On the other hand, in a case involving another Alterra facility, a Florida appeals court compelled a resident of an assisted living facility to proceed to arbitration against the facility, even though the court concluded that the arbitration agreement was substantively flawed. In Alterra Healthcare Corp. v. Bryant, the arbitration agreement improperly disallowed the imposition of punitive damages, limited the non-economic damages that could be awarded to the resident, and prohibited her from recovering attorney's fees.
Each of those remedies are available to residents of assisted living facilities under Florida's Assisted Living Facilities Act. However, the agreement contained a severance provision, which stated that the invalidity of any portion of the agreement would not affect the validity of the other parts. Therefore, the court struck down the provisions limiting Ms. Bryant's remedies, but concluded that the agreement to arbitrate was otherwise enforceable.
C. Balancing Act
Courts throughout the country have long enforced agreements to arbitrate. In the medical malpractice context, however, courts are struggling to balance their inclination to enforce such agreements against their concern that patients may not appreciate that they are relinquishing important legal rights, or have no real choice in light of their need for medical care. Therefore, courts tend to scrutinize arbitration provisions in medical service agreements more closely than those contained in commercial contracts.
Many states have attempted to strike a proper balance between those competing interests by enacting legislation that provides safeguards to patients who are asked to sign arbitration agreements in medical services contracts. Those statutory protections have come in many forms.
They include requirements that arbitration clauses appear in bold type or large letters that draw patients' attention to their relinquishment of the right to sue or to have their case decided by a jury.
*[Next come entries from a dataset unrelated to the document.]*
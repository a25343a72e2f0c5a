// Copyright 2026, Jeroen van Erp <jeroen@geeko.me>
// SPDX-License-Identifier: Apache-2.0
use super::PasswordHasher;
use crate::constants::hashing::COST;
use crate::error::{Result, RotateError};
use bcrypt::Version;

/// In-process bcrypt, emitting the same `$2y$` form htpasswd does
pub struct BcryptHasher {
    cost: u32,
}

impl BcryptHasher {
    pub fn new() -> Self {
        Self { cost: COST }
    }

    pub fn with_cost(cost: u32) -> Self {
        Self { cost }
    }
}

impl Default for BcryptHasher {
    fn default() -> Self {
        Self::new()
    }
}

impl PasswordHasher for BcryptHasher {
    fn name(&self) -> &'static str {
        "builtin"
    }

    fn ensure_available(&self) -> Result<()> {
        Ok(())
    }

    fn hash(&self, password: &str) -> Result<String> {
        let parts = bcrypt::hash_with_result(password, self.cost)
            .map_err(|e| RotateError::HashFailed(e.to_string()))?;
        Ok(parts.format_for_version(Version::TwoY))
    }
}
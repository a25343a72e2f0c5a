// Copyright 2026, Jeroen van Erp <jeroen@geeko.me>
// SPDX-License-Identifier: Apache-2.0
use crate::constants::account;
use crate::error::{Result, RotateError};
use std::fmt;

/// Longest key Kubernetes accepts in ConfigMap and Secret data
const MAX_DATA_KEY_LEN: usize = 253;

/// An Argo CD account name that is safe to use in ConfigMap and Secret keys
#[derive(Debug, Clone, PartialEq, Eq)]
pub struct Username(String);

impl Username {
    pub fn parse(raw: &str) -> Result<Self> {
        if raw.is_empty() {
            return Err(RotateError::InvalidUsername("username is empty".to_string()));
        }

        if let Some(c) = raw
            .chars()
            .find(|c| !(c.is_ascii_alphanumeric() || matches!(c, '-' | '_' | '.')))
        {
            return Err(RotateError::InvalidUsername(format!(
                "'{}' contains '{}', only [-._a-zA-Z0-9] is allowed",
                raw, c
            )));
        }

        let longest = account::password_key(raw)
            .len()
            .max(account::enablement_key(raw).len());
        if longest > MAX_DATA_KEY_LEN {
            return Err(RotateError::InvalidUsername(format!(
                "'{}' is too long for a data key",
                raw
            )));
        }

        Ok(Username(raw.to_string()))
    }

    pub fn as_str(&self) -> &str {
        &self.0
    }

    /// Key of the password hash in the Argo CD secret
    pub fn password_key(&self) -> String {
        account::password_key(&self.0)
    }

    /// Key of the account entry in the Argo CD config map
    pub fn enablement_key(&self) -> String {
        account::enablement_key(&self.0)
    }
}

impl fmt::Display for Username {
    fn fmt(&self, f: &mut fmt::Formatter<'_>) -> fmt::Result {
        f.write_str(&self.0)
    }
}

/// Username and plaintext password supplied by the caller
#[derive(Clone)]
pub struct AccountCredential {
    pub username: Username,
    password: String,
}

impl AccountCredential {
    pub fn new(username: Username, password: String) -> Self {
        Self { username, password }
    }

    pub fn password(&self) -> &str {
        &self.password
    }
}

// Keep the plaintext out of logs
impl fmt::Debug for AccountCredential {
    fn fmt(&self, f: &mut fmt::Formatter<'_>) -> fmt::Result {
        f.debug_struct("AccountCredential")
            .field("username", &self.username)
            .field("password", &"<redacted>")
            .finish()
    }
}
Other statutes require a statement advising the patient that signing the arbitration clause is voluntary, and that receipt of medical treatment is not contingent on the patient signing the clause.
Some states require the agreements to include a provision that allows the patient to rescind the agreement to arbitrate within a specified period of time. Still other statutes provide that the option to arbitrate disputes over medical treatment may not be presented to the patient until after the treatment has concluded.
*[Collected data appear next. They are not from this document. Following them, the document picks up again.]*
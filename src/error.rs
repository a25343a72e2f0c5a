// Copyright 2026, Jeroen van Erp <jeroen@geeko.me>
// SPDX-License-Identifier: Apache-2.0
use std::path::{Path, PathBuf};
use thiserror::Error;

#[derive(Error, Debug)]
pub enum RotateError {
    #[error("Kubernetes API error: {0}")]
    KubeError(#[from] kube::Error),

    #[error("Invalid username: {0}")]
    InvalidUsername(String),

    #[error("Kubernetes client unavailable: {0}")]
    ClientUnavailable(String),

    #[error("Namespace '{0}' does not exist")]
    NamespaceMissing(String),

    #[error("Secret '{name}' does not exist in namespace '{namespace}'")]
    SecretMissing { namespace: String, name: String },

    #[error("Password hasher unavailable: {0}")]
    HasherUnavailable(String),

    #[error("Password hashing failed: {0}")]
    HashFailed(String),

    #[error("Backup failed: {0}")]
    BackupFailed(String),

    #[error("Secret rewrite failed: {0}")]
    RewriteFailed(String),

    #[error("Failed to apply secret: {reason}. Restore with: {}", restore_command(.backup))]
    ApplyFailed { reason: String, backup: PathBuf },

    #[error("Verification failed: {reason}. Restore with: {}", restore_command(.backup))]
    VerifyFailed { reason: String, backup: PathBuf },

    #[error("Failed to restart deployment '{0}'")]
    RestartFailed(String, #[source] kube::Error),

    #[error("Final check failed: {0}")]
    FinalCheckFailed(String),
}

impl RotateError {
    /// Path of the backup a restore command points at, if any
    pub fn backup_path(&self) -> Option<&Path> {
        match self {
            RotateError::ApplyFailed { backup, .. } | RotateError::VerifyFailed { backup, .. } => {
                Some(backup)
            }
            _ => None,
        }
    }
}

/// Command an operator runs to put the backed up secret back
pub fn restore_command(backup: &Path) -> String {
    format!("kubectl apply -f {}", backup.display())
}

pub type Result<T> = std::result::Result<T, RotateError>;
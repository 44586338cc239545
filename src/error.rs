use std::fmt;
use std::io;

/// Error type for loading and validating cache activity data
#[derive(Debug)]
pub enum CachelyticsError {
    /// File I/O error
    Io(io::Error),
    /// JSON parse error
    JsonParse {
        file_path: String,
        line_number: usize,
        source: serde_json::Error,
    },
    /// Date parse error
    DateParse {
        input: String,
        expected_format: String,
    },
    /// Validation error
    Validation { field: String, message: String },
    /// Captured activity data not found
    DataNotFound { path: String },
}

impl fmt::Display for CachelyticsError {
    fn fmt(&self, f: &mut fmt::Formatter<'_>) -> fmt::Result {
        match self {
            CachelyticsError::Io(err) => write!(f, "I/O error: {}", err),
            CachelyticsError::JsonParse {
                file_path,
                line_number,
                source,
            } => write!(
                f,
                "JSON parse error in {} at line {}: {}",
                file_path, line_number, source
            ),
            CachelyticsError::DateParse {
                input,
                expected_format,
            } => write!(
                f,
                "Date parse error: '{}' (expected format: {})",
                input, expected_format
            ),
            CachelyticsError::Validation { field, message } => {
                write!(f, "Validation error in field '{}': {}", field, message)
            }
            CachelyticsError::DataNotFound { path } => {
                write!(f, "Cache activity data not found: {}", path)
            }
        }
    }
}

impl std::error::Error for CachelyticsError {
    fn source(&self) -> Option<&(dyn std::error::Error + 'static)> {
        match self {
            CachelyticsError::Io(err) => Some(err),
            CachelyticsError::JsonParse { source, .. } => Some(source),
            _ => None,
        }
    }
}

impl From<io::Error> for CachelyticsError {
    fn from(err: io::Error) -> Self {
        CachelyticsError::Io(err)
    }
}

impl From<serde_json::Error> for CachelyticsError {
    fn from(err: serde_json::Error) -> Self {
        CachelyticsError::JsonParse {
            file_path: "unknown".to_string(),
            line_number: 0,
            source: err,
        }
    }
}

pub type Result<T> = std::result::Result<T, CachelyticsError>;

impl CachelyticsError {
    pub fn json_parse_error(
        file_path: &str,
        line_number: usize,
        source: serde_json::Error,
    ) -> Self {
        Self::JsonParse {
            file_path: file_path.to_string(),
            line_number,
            source,
        }
    }

    pub fn date_parse_error(input: &str, expected_format: &str) -> Self {
        Self::DateParse {
            input: input.to_string(),
            expected_format: expected_format.to_string(),
        }
    }

    pub fn validation_error(field: &str, message: &str) -> Self {
        Self::Validation {
            field: field.to_string(),
            message: message.to_string(),
        }
    }

    pub fn data_not_found(path: &str) -> Self {
        Self::DataNotFound {
            path: path.to_string(),
        }
    }
}

/// Longer explanation for the CLI error path
impl CachelyticsError {
    pub fn detailed_message(&self) -> String {
        match self {
            CachelyticsError::JsonParse {
                file_path,
                line_number,
                source,
            } => format!(
                "Failed to parse JSON in file '{}' at line {}\nError: {}\nThe capture is probably truncated or not a gateway activity export.",
                file_path, line_number, source
            ),
            CachelyticsError::DataNotFound { path } => format!(
                "No cache activity data at '{}'\nPoint --path (or `config --set-path`) at a captured activity export:\n- a .json file holding an array of rows\n- a .jsonl file with one row per line\n- a directory of YYYY-MM-DD.json daily captures",
                path
            ),
            _ => self.to_string(),
        }
    }
}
To the extent that arbitration agreements comply with applicable statutory requirements, they are usually held to be enforceable, absent some other evidence of unfairness or overreaching.
D. Maryland Law
There is no Maryland statute that addresses private agreements that impose binding arbitration on medical malpractice claimants, and there are no reported Maryland cases regarding the enforceability of such provisions.
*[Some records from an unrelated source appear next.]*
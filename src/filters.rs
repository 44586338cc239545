use crate::error::{CachelyticsError, Result};
use crate::models::RawUsageRecord;
use chrono::{Duration, Local, NaiveDate, NaiveDateTime, NaiveTime};
use std::collections::HashSet;

/// Inclusive date window, normalized to whole days
#[derive(Debug, Clone, Copy, PartialEq, Eq)]
pub struct DateRange {
    from: NaiveDateTime,
    to: NaiveDateTime,
}

impl DateRange {
    pub fn new(from: NaiveDate, to: NaiveDate) -> Result<Self> {
        if from > to {
            return Err(CachelyticsError::validation_error(
                "date_range",
                "From date must be before or equal to to date",
            ));
        }

        Ok(Self {
            from: from.and_time(NaiveTime::MIN),
            to: to.and_time(end_of_day()),
        })
    }

    /// The `days` most recent days, today included
    pub fn last_days(days: i64) -> Self {
        let today = Local::now().date_naive();
        let from = today - Duration::days(days.max(1) - 1);
        Self {
            from: from.and_time(NaiveTime::MIN),
            to: today.and_time(end_of_day()),
        }
    }

    pub fn start(&self) -> NaiveDateTime {
        self.from
    }

    pub fn end(&self) -> NaiveDateTime {
        self.to
    }

    pub fn start_date(&self) -> NaiveDate {
        self.from.date()
    }

    pub fn end_date(&self) -> NaiveDate {
        self.to.date()
    }

    pub fn contains_date(&self, date: NaiveDate) -> bool {
        self.start_date() <= date && date <= self.end_date()
    }

    /// `(from, to)` as the `YYYY-MM-DD` strings the activity query takes
    pub fn query_bounds(&self) -> (String, String) {
        (
            self.start_date().format("%Y-%m-%d").to_string(),
            self.end_date().format("%Y-%m-%d").to_string(),
        )
    }
}

fn end_of_day() -> NaiveTime {
    NaiveTime::from_hms_milli_opt(23, 59, 59, 999).unwrap_or(NaiveTime::MIN)
}

/// Accepts `YYYYMMDD` or `YYYY-MM-DD`
pub fn parse_date(date_str: &str) -> Result<NaiveDate> {
    let trimmed = date_str.trim();
    let format = if trimmed.contains('-') {
        "%Y-%m-%d"
    } else {
        "%Y%m%d"
    };

    if format == "%Y%m%d" && trimmed.len() != 8 {
        return Err(CachelyticsError::date_parse_error(date_str, "YYYYMMDD"));
    }

    NaiveDate::parse_from_str(trimmed, format)
        .map_err(|_| CachelyticsError::date_parse_error(date_str, "YYYYMMDD or YYYY-MM-DD"))
}

/// Current selection in the filter controls. Empty sets mean "no filter".
#[derive(Debug, Clone, PartialEq, Eq)]
pub struct FilterSelection {
    pub api_keys: HashSet<String>,
    pub models: HashSet<String>,
    pub date_range: DateRange,
}

impl FilterSelection {
    pub fn new(date_range: DateRange) -> Self {
        Self {
            api_keys: HashSet::new(),
            models: HashSet::new(),
            date_range,
        }
    }

    pub fn with_api_keys<I, S>(mut self, keys: I) -> Self
    where
        I: IntoIterator<Item = S>,
        S: Into<String>,
    {
        self.api_keys = keys.into_iter().map(Into::into).collect();
        self
    }

    pub fn with_models<I, S>(mut self, models: I) -> Self
    where
        I: IntoIterator<Item = S>,
        S: Into<String>,
    {
        self.models = models.into_iter().map(Into::into).collect();
        self
    }

    /// Facet match only. The date window is applied when rows are fetched.
    pub fn matches(&self, record: &RawUsageRecord) -> bool {
        (self.api_keys.is_empty() || self.api_keys.contains(&record.api_key))
            && (self.models.is_empty() || self.models.contains(&record.model))
    }
}

impl Default for FilterSelection {
    fn default() -> Self {
        Self::new(DateRange::last_days(7))
    }
}
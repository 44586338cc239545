use crate::models::{Facets, RawUsageRecord};
use indexmap::IndexSet;

/// Distinct api keys, models and call types in first-seen order.
///
/// Missing call types are reported as `""` here; only the chart series
/// relabels them as "Unknown".
pub fn extract_facets(rows: &[RawUsageRecord]) -> Facets {
    let mut api_keys = IndexSet::new();
    let mut models = IndexSet::new();
    let mut call_types = IndexSet::new();

    for row in rows {
        api_keys.insert(row.api_key.as_str());
        models.insert(row.model.as_str());
        call_types.insert(row.call_type.as_deref().unwrap_or(""));
    }

    Facets {
        api_keys: api_keys.into_iter().map(str::to_string).collect(),
        models: models.into_iter().map(str::to_string).collect(),
        call_types: call_types.into_iter().map(str::to_string).collect(),
    }
}

#[cfg(test)]
mod tests {
    use super::*;
    use pretty_assertions::assert_eq;

    fn row(api_key: &str, model: &str, call_type: Option<&str>) -> RawUsageRecord {
        RawUsageRecord {
            api_key: api_key.to_string(),
            model: model.to_string(),
            call_type: call_type.map(str::to_string),
            ..Default::default()
        }
    }

    #[test]
    fn test_facets_are_distinct_in_first_seen_order() {
        let rows = vec![
            row("k2", "gpt-4o", Some("acompletion")),
            row("k1", "gpt-4o", Some("aembedding")),
            row("k2", "claude-3", Some("acompletion")),
            row("k3", "gpt-4o", None),
        ];

        let facets = extract_facets(&rows);
        assert_eq!(facets.api_keys, vec!["k2", "k1", "k3"]);
        assert_eq!(facets.models, vec!["gpt-4o", "claude-3"]);
        assert_eq!(facets.call_types, vec!["acompletion", "aembedding", ""]);
    }

    #[test]
    fn test_missing_values_collapse_to_empty() {
        let rows = vec![row("", "", None), row("", "", Some(""))];
        let facets = extract_facets(&rows);
        assert_eq!(facets.api_keys, vec![""]);
        assert_eq!(facets.models, vec![""]);
        assert_eq!(facets.call_types, vec![""]);
    }

    #[test]
    fn test_empty_rows() {
        assert_eq!(extract_facets(&[]), Facets::default());
    }
}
However, for many years, seriously injured patients were required by statute to submit to non-binding arbitration before those patients were allowed to present their malpractice claims to a Maryland jury. Nevertheless, that statute has been amended, and now allows patients to waive out of the non-binding arbitration requirement in most instances.
It is possible that Maryland's statutory non-binding arbitration scheme could be interpreted as a prohibition against private, binding arbitration agreements. On the other hand, Maryland courts, like those described above, might enforce a private binding arbitration agreement after closely examining the circumstances under which the agreement was signed to determine whether the patient freely and voluntarily entered into the agreement to arbitrate, and reviewing the terms of the arbitration agreement to see if it unfairly favors the provider.